Can Knowledge Graphs Make Large Language Models More Trustworthy? An Empirical Study Over Open-ended Question Answering
- URL: http://arxiv.org/abs/2410.08085v3
- Date: Wed, 19 Feb 2025 08:25:48 GMT
- Title: Can Knowledge Graphs Make Large Language Models More Trustworthy? An Empirical Study Over Open-ended Question Answering
- Authors: Yuan Sui, Yufei He, Zifeng Ding, Bryan Hooi,
- Abstract summary: This study explores whether Knowledge Graphs can make Large Language Models (LLMs) more trustworthy in an open-ended setting.<n> OKGQA is a benchmark specifically designed to assess LLMs enhanced with Knowledge Graphs under open-ended, real-world question answering scenarios.<n> OKGQA-P is a benchmark variant to assess model performance when the semantics and structure of KGs are deliberately perturbed and contaminated.

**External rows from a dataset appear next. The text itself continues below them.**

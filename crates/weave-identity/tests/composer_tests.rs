use std::sync::Arc;

use parking_lot::Mutex;
use weave_catalog::TypeName;
use weave_identity::{
    CodeEmitter, ComposeError, Composer, Composition, ConcreteMixinTypeMetadata, ConcreteTypeCache, EmitError,
};

use crate::common::*;

/// Emits type names and remembers what it was asked to emit.
#[derive(Default)]
struct RecordingEmitter {
    emitted: Mutex<Vec<String>>,
    fail_on: Option<&'static str>,
}

impl CodeEmitter for RecordingEmitter {
    type Handle = String;

    fn emit_mixin_type(&self, metadata: &ConcreteMixinTypeMetadata) -> Result<String, EmitError> {
        let name = format!("{}${:016x}", metadata.mixin_type(), metadata.identifier.stable_hash());
        if self.fail_on == Some(metadata.mixin_type().as_str()) {
            return Err(EmitError { type_name: metadata.mixin_type().clone(), message: "refused".to_string() });
        }
        self.emitted.lock().push(name.clone());
        Ok(name)
    }

    fn emit_target_type(&self, composition: &Composition, mixin_types: &[Arc<String>]) -> Result<String, EmitError> {
        let name = format!("{}$Mixed[{}]", composition.target.target, mixin_types.len());
        self.emitted.lock().push(name.clone());
        Ok(name)
    }
}

#[test]
fn generates_each_concrete_mixin_type_once() {
    let catalog = catalog();
    let composer = Composer::new(&catalog, Arc::new(ConcreteTypeCache::new()));
    let emitter = RecordingEmitter::default();

    let first = composer
        .compose_and_generate(&context(&catalog, "App.Order", &["App.LogMixin", "App.AuditMixin"]), &emitter)
        .unwrap();
    let second = composer
        .compose_and_generate(&context(&catalog, "App.Invoice", &["App.LogMixin"]), &emitter)
        .unwrap();

    assert_eq!(first.target_type, "App.Order$Mixed[2]");
    assert_eq!(second.target_type, "App.Invoice$Mixed[1]");
    assert!(Arc::ptr_eq(&first.mixin_types[0], &second.mixin_types[0]));

    let emitted = emitter.emitted.lock();
    assert_eq!(emitted.len(), 4);
    assert_eq!(emitted.iter().filter(|name| name.starts_with("App.LogMixin$")).count(), 1);
    assert_eq!(composer.cache().len(), 2);
}

#[test]
fn target_metadata_lists_wrappers_and_interfaces() {
    let catalog = catalog();
    let composer: Composer<'_, String> = Composer::new(&catalog, Arc::new(ConcreteTypeCache::new()));
    let composition = composer
        .compose(&context(&catalog, "App.Order", &["App.LogMixin", "App.AuditMixin"]))
        .unwrap();

    assert_eq!(composition.target.mixins, vec![TypeName::from("App.LogMixin"), TypeName::from("App.AuditMixin")]);
    assert_eq!(composition.target.mixin_identifiers.len(), 2);
    assert!(composition.target.wrappers.is_empty());
    assert!(composition.mixin_metadata(&"App.TraceMixin".into()).is_none());
    assert!(composition.report.is_valid());
}

#[test]
fn invalid_configuration_never_reaches_the_emitter() {
    let catalog = weave_catalog::InMemoryCatalog::from_types([
        weave_catalog::TypeInfo::class("App.Abstract")
            .with_member(weave_catalog::MemberInfo::method("Foo").as_abstract()),
    ])
    .unwrap();
    let composer = Composer::new(&catalog, Arc::new(ConcreteTypeCache::new()));
    let emitter = RecordingEmitter::default();

    let err = composer
        .compose_and_generate(&context(&catalog, "App.Abstract", &[]), &emitter)
        .unwrap_err();
    assert!(matches!(err, ComposeError::Validation(ref failure) if failure.error_count == 1));
    assert!(emitter.emitted.lock().is_empty());
    assert!(composer.cache().is_empty());
}

#[test]
fn emitter_failure_is_propagated_and_not_cached() {
    let catalog = catalog();
    let composer = Composer::new(&catalog, Arc::new(ConcreteTypeCache::new()));
    let failing = RecordingEmitter { fail_on: Some("App.AuditMixin"), ..RecordingEmitter::default() };
    let ctx = context(&catalog, "App.Order", &["App.LogMixin", "App.AuditMixin"]);

    let err = composer.compose_and_generate(&ctx, &failing).unwrap_err();
    assert_eq!(err.to_string(), "Code emission failed for `App.AuditMixin`: refused");
    assert_eq!(composer.cache().len(), 1);
    assert_eq!(composer.cache().stats().failures, 1);

    let working = RecordingEmitter::default();
    let generated = composer.compose_and_generate(&ctx, &working).unwrap();
    assert_eq!(generated.mixin_types.len(), 2);
    assert_eq!(composer.cache().len(), 2);
}
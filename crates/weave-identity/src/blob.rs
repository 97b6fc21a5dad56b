use std::collections::BTreeMap;

use miette::Diagnostic;
use serde::{Deserialize, Serialize};
use thiserror::Error;
use weave_catalog::{MemberRef, TypeCatalog, TypeName};

use crate::identifier::ConcreteMixinTypeIdentifier;
use crate::metadata::ConcreteMixinTypeMetadata;

/// Version written into every exported record.
pub const FORMAT_VERSION: u32 = 1;

#[derive(Debug, Error, Diagnostic)]
#[error("Failed to export metadata for `{mixin}`")]
#[diagnostic(code(weave_identity::export_failed))]
pub struct ExportError {
    pub mixin: TypeName,
    #[source]
    pub source: serde_json::Error,
}

/// Errors raised when re-associating an exported record with the current
/// type catalog.
#[derive(Debug, Error, Diagnostic, Clone, PartialEq, Eq)]
pub enum ImportError {
    #[error("Malformed metadata: {0}")]
    #[diagnostic(code(weave_identity::malformed))]
    Malformed(String),

    #[error("Unsupported metadata version {found} (supported: {supported})")]
    #[diagnostic(code(weave_identity::unsupported_version))]
    UnsupportedVersion { found: u32, supported: u32 },

    #[error("Unknown type: mixin `{mixin}` is not in the type catalog")]
    #[diagnostic(code(weave_identity::unknown_mixin))]
    UnknownMixin { mixin: TypeName },

    /// The catalog no longer has a member the record refers to.
    #[error("Member not found: `{member}` no longer exists")]
    #[diagnostic(
        code(weave_identity::member_not_found),
        help("The type changed since the metadata was exported; regenerate the concrete type")
    )]
    MemberNotFound { member: MemberRef },

    #[error("Missing override interface: `{interface}` of mixin `{mixin}` is not in the type catalog")]
    #[diagnostic(code(weave_identity::missing_override_interface))]
    MissingOverrideInterface { mixin: TypeName, interface: TypeName },

    #[error("Missing interface method: `{method}` is not declared by the override interface")]
    #[diagnostic(code(weave_identity::missing_interface_method))]
    MissingInterfaceMethod { method: MemberRef },
}

#[derive(Debug, Serialize, Deserialize)]
struct MetadataRecord {
    version: u32,
    identifier: ConcreteMixinTypeIdentifier,
    #[serde(default)]
    override_interface: Option<TypeName>,
    #[serde(default)]
    wrappers: Vec<WrapperEntry>,
    #[serde(default)]
    override_methods: Vec<OverrideMethodEntry>,
}

#[derive(Debug, Serialize, Deserialize)]
struct WrapperEntry {
    member: MemberRef,
    wrapper: String,
}

#[derive(Debug, Serialize, Deserialize)]
struct OverrideMethodEntry {
    member: MemberRef,
    interface_method: MemberRef,
}

/// Serializes the metadata of one concrete mixin type.
///
/// Members are stored by declaring type and signature, never by anything
/// tied to a single process.
pub fn export(metadata: &ConcreteMixinTypeMetadata) -> Result<String, ExportError> {
    let record = MetadataRecord {
        version: FORMAT_VERSION,
        identifier: metadata.identifier.clone(),
        override_interface: metadata.override_interface.clone(),
        wrappers: metadata
            .wrappers
            .iter()
            .map(|(member, wrapper)| WrapperEntry { member: member.clone(), wrapper: wrapper.clone() })
            .collect(),
        override_methods: metadata
            .override_methods
            .iter()
            .map(|(member, method)| OverrideMethodEntry { member: member.clone(), interface_method: method.clone() })
            .collect(),
    };
    serde_json::to_string_pretty(&record)
        .map_err(|source| ExportError { mixin: metadata.identifier.mixin_type.clone(), source })
}

/// Reads back a record written by [`export`], checking every member it
/// mentions against `catalog`.
pub fn import(blob: &str, catalog: &dyn TypeCatalog) -> Result<ConcreteMixinTypeMetadata, ImportError> {
    let record: MetadataRecord = serde_json::from_str(blob).map_err(|err| ImportError::Malformed(err.to_string()))?;
    if record.version != FORMAT_VERSION {
        return Err(ImportError::UnsupportedVersion { found: record.version, supported: FORMAT_VERSION });
    }

    let mixin = &record.identifier.mixin_type;
    if !catalog.contains(mixin) {
        return Err(ImportError::UnknownMixin { mixin: mixin.clone() });
    }

    let referenced = record
        .identifier
        .members()
        .chain(record.wrappers.iter().map(|entry| &entry.member))
        .chain(record.override_methods.iter().map(|entry| &entry.member));
    for member in referenced {
        if catalog.find_member(member).is_none() {
            return Err(ImportError::MemberNotFound { member: member.clone() });
        }
    }

    if let Some(interface) = &record.override_interface {
        if !catalog.contains(interface) {
            return Err(ImportError::MissingOverrideInterface { mixin: mixin.clone(), interface: interface.clone() });
        }
        for entry in &record.override_methods {
            if catalog.find_member(&entry.interface_method).is_none() {
                return Err(ImportError::MissingInterfaceMethod { method: entry.interface_method.clone() });
            }
        }
    }

    log::debug!("imported metadata for {}", record.identifier);
    Ok(ConcreteMixinTypeMetadata {
        identifier: record.identifier,
        override_interface: record.override_interface,
        wrappers: record.wrappers.into_iter().map(|entry| (entry.member, entry.wrapper)).collect::<BTreeMap<_, _>>(),
        override_methods: record
            .override_methods
            .into_iter()
            .map(|entry| (entry.member, entry.interface_method))
            .collect(),
    })
}

#[cfg(test)]
mod tests {
    use super::*;
    use weave_catalog::InMemoryCatalog;

    #[test]
    fn rejects_garbage_and_future_versions() {
        let catalog = InMemoryCatalog::new();
        assert!(matches!(import("not json", &catalog), Err(ImportError::Malformed(_))));

        let future = r#"{ "version": 2, "identifier": { "mixin_type": "App.M", "overriders": [], "overridden": [] } }"#;
        assert_eq!(
            import(future, &catalog).unwrap_err(),
            ImportError::UnsupportedVersion { found: 2, supported: FORMAT_VERSION }
        );
    }

    #[test]
    fn unknown_mixin_is_reported() {
        let blob = r#"{ "version": 1, "identifier": { "mixin_type": "App.M", "overriders": [], "overridden": [] } }"#;
        assert_eq!(
            import(blob, &InMemoryCatalog::new()).unwrap_err(),
            ImportError::UnknownMixin { mixin: "App.M".into() }
        );
    }
}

- Score: 30.12049172634714
- License: http://creativecommons.org/licenses/by-nc-nd/4.0/
- Abstract: Recent works integrating Knowledge Graphs (KGs) have led to promising improvements in enhancing the reasoning accuracy of Large Language Models (LLMs). However, current benchmarks focus mainly on closed-ended tasks, leaving a gap in the assessment of more complex real-world scenarios. This gap has also obscured the evaluation of KGs' potential to mitigate the problem of hallucination in LLMs. To fill the gap, we introduce OKGQA, a new benchmark specifically designed to assess LLMs enhanced with KGs under open-ended, real-world question answering scenarios. OKGQA is designed to closely reflect the complexities of practical applications using questions from different types, and incorporates specific metrics to measure both hallucination ratio and the enhancement in reasoning capabilities. To consider the scenario in which KGs may have varying levels of mistakes, we propose another benchmark variant OKGQA-P to assess model performance when the semantics and structure of KGs are deliberately perturbed and contaminated. OKGQA aims to (1) explore whether KGs can make LLMs more trustworthy in an open-ended setting, and (2) conduct a comparative analysis to shed light on method design. We believe that this study can facilitate a more complete performance comparison and encourage continuous improvement in integrating KGs with LLMs to reduce hallucination.